## Task to carry out
Filter the data for lines with the word "FnOnce", then copy every line so identified.

## Information supplied
================================

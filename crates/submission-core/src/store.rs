//! Persistent local store interface.
//!
//! The orchestrator never caches store values; every read goes through
//! [`SubmissionStore`]. Implementations serialize their own writes.

use std::fmt;
use std::sync::{PoisonError, RwLock};

use chrono::{DateTime, Utc};
use serde::{Deserialize, Serialize};

use crate::scan::TestGuid;

/// Opaque token returned by device registration.
#[derive(Debug, Clone, PartialEq, Eq, Hash, Serialize, Deserialize)]
#[serde(transparent)]
pub struct RegistrationToken(String);

impl RegistrationToken {
    /// Wraps a token string.
    #[must_use]
    pub fn new(value: impl Into<String>) -> Self {
        Self(value.into())
    }

    /// The token text.
    #[must_use]
    pub fn as_str(&self) -> &str {
        &self.0
    }

    /// Code shown to the user for this registration: the token's letters and
    /// digits, uppercased, in space-separated groups of four.
    #[must_use]
    pub fn ui_code(&self) -> String {
        let symbols: Vec<char> = self
            .0
            .chars()
            .filter(char::is_ascii_alphanumeric)
            .map(|c| c.to_ascii_uppercase())
            .collect();
        symbols
            .chunks(UI_CODE_GROUP)
            .map(|group| group.iter().collect::<String>())
            .collect::<Vec<_>>()
            .join(" ")
    }
}

const UI_CODE_GROUP: usize = 4;

impl fmt::Display for RegistrationToken {
    fn fmt(&self, f: &mut fmt::Formatter<'_>) -> fmt::Result {
        f.write_str(&self.0)
    }
}

/// Device-local state shared by the submission flow.
pub trait SubmissionStore: Send + Sync + fmt::Debug {
    /// The registration token, present once the device is registered.
    fn registration_token(&self) -> Option<RegistrationToken>;
    /// Persists a registration token.
    fn set_registration_token(&self, token: RegistrationToken);
    /// Removes the registration token.
    fn delete_registration_token(&self);

    /// `t0` of the disclosure window.
    fn window_start(&self) -> Option<DateTime<Utc>>;
    /// `t3` of the disclosure window.
    fn window_end(&self) -> Option<DateTime<Utc>>;
    /// Persists both window bounds.
    fn set_window(&self, start: DateTime<Utc>, end: DateTime<Utc>);

    /// Whether the device may submit keys.
    fn allowed_to_submit(&self) -> bool;
    /// Sets the allowed-to-submit flag.
    fn set_allowed_to_submit(&self, allowed: bool);

    /// When the first test result was received; the epoch if never.
    fn initial_result_timestamp(&self) -> DateTime<Utc>;
    /// Sets the initial-result timestamp.
    fn set_initial_result_timestamp(&self, at: DateTime<Utc>);

    /// The scanned test identifier awaiting registration.
    fn test_identifier(&self) -> Option<TestGuid>;
    /// Persists a scanned test identifier.
    fn store_test_identifier(&self, id: TestGuid);
    /// Removes the scanned test identifier.
    fn delete_test_identifier(&self);

    /// Number of successful submissions recorded.
    fn successful_submissions(&self) -> u32;
    /// Records one successful submission.
    fn mark_submission_successful(&self);
}

/// Snapshot of everything an [`InMemoryStore`] holds.
#[derive(Debug, Clone, PartialEq, Eq, Serialize, Deserialize)]
pub struct StoreSnapshot {
    /// Registration token.
    pub registration_token: Option<RegistrationToken>,
    /// `t0`.
    pub window_start: Option<DateTime<Utc>>,
    /// `t3`.
    pub window_end: Option<DateTime<Utc>>,
    /// Allowed-to-submit flag.
    pub allowed_to_submit: bool,
    /// Initial-result timestamp.
    pub initial_result_timestamp: DateTime<Utc>,
    /// Scanned test identifier.
    pub test_identifier: Option<TestGuid>,
    /// Successful submission count.
    pub successful_submissions: u32,
}

impl Default for StoreSnapshot {
    fn default() -> Self {
        Self {
            registration_token: None,
            window_start: None,
            window_end: None,
            allowed_to_submit: false,
            initial_result_timestamp: DateTime::UNIX_EPOCH,
            test_identifier: None,
            successful_submissions: 0,
        }
    }
}

/// Thread-safe in-memory [`SubmissionStore`].
#[derive(Debug, Default)]
pub struct InMemoryStore {
    inner: RwLock<StoreSnapshot>,
}

impl InMemoryStore {
    /// Creates an empty store.
    #[must_use]
    pub fn new() -> Self {
        Self::default()
    }

    /// Creates a store seeded with `snapshot`.
    #[must_use]
    pub fn from_snapshot(snapshot: StoreSnapshot) -> Self {
        Self {
            inner: RwLock::new(snapshot),
        }
    }

    /// Copies the current contents.
    #[must_use]
    pub fn snapshot(&self) -> StoreSnapshot {
        self.read(StoreSnapshot::clone)
    }

    fn read<R>(&self, f: impl FnOnce(&StoreSnapshot) -> R) -> R {
        let guard = self.inner.read().unwrap_or_else(PoisonError::into_inner);
        f(&*guard)
    }

    fn write(&self, f: impl FnOnce(&mut StoreSnapshot)) {
        let mut guard = self.inner.write().unwrap_or_else(PoisonError::into_inner);
        f(&mut *guard);
    }
}

impl SubmissionStore for InMemoryStore {
    fn registration_token(&self) -> Option<RegistrationToken> {
        self.read(|s| s.registration_token.clone())
    }

    fn set_registration_token(&self, token: RegistrationToken) {
        self.write(|s| s.registration_token = Some(token));
    }

    fn delete_registration_token(&self) {
        self.write(|s| s.registration_token = None);
    }

    fn window_start(&self) -> Option<DateTime<Utc>> {
        self.read(|s| s.window_start)
    }

    fn window_end(&self) -> Option<DateTime<Utc>> {
        self.read(|s| s.window_end)
    }

    fn set_window(&self, start: DateTime<Utc>, end: DateTime<Utc>) {
        self.write(|s| {
            s.window_start = Some(start);
            s.window_end = Some(end);
        });
    }

    fn allowed_to_submit(&self) -> bool {
        self.read(|s| s.allowed_to_submit)
    }

    fn set_allowed_to_submit(&self, allowed: bool) {
        self.write(|s| s.allowed_to_submit = allowed);
    }

    fn initial_result_timestamp(&self) -> DateTime<Utc> {
        self.read(|s| s.initial_result_timestamp)
    }

    fn set_initial_result_timestamp(&self, at: DateTime<Utc>) {
        self.write(|s| s.initial_result_timestamp = at);
    }

    fn test_identifier(&self) -> Option<TestGuid> {
        self.read(|s| s.test_identifier.clone())
    }

    fn store_test_identifier(&self, id: TestGuid) {
        self.write(|s| s.test_identifier = Some(id));
    }

    fn delete_test_identifier(&self) {
        self.write(|s| s.test_identifier = None);
    }

    fn successful_submissions(&self) -> u32 {
        self.read(|s| s.successful_submissions)
    }

    fn mark_submission_successful(&self) {
        self.write(|s| s.successful_submissions = s.successful_submissions.saturating_add(1));
    }
}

================================

## Response to the exercise
    fn read<R>(&self, f: impl FnOnce(&StoreSnapshot) -> R) -> R {
    fn write(&self, f: impl FnOnce(&mut StoreSnapshot)) {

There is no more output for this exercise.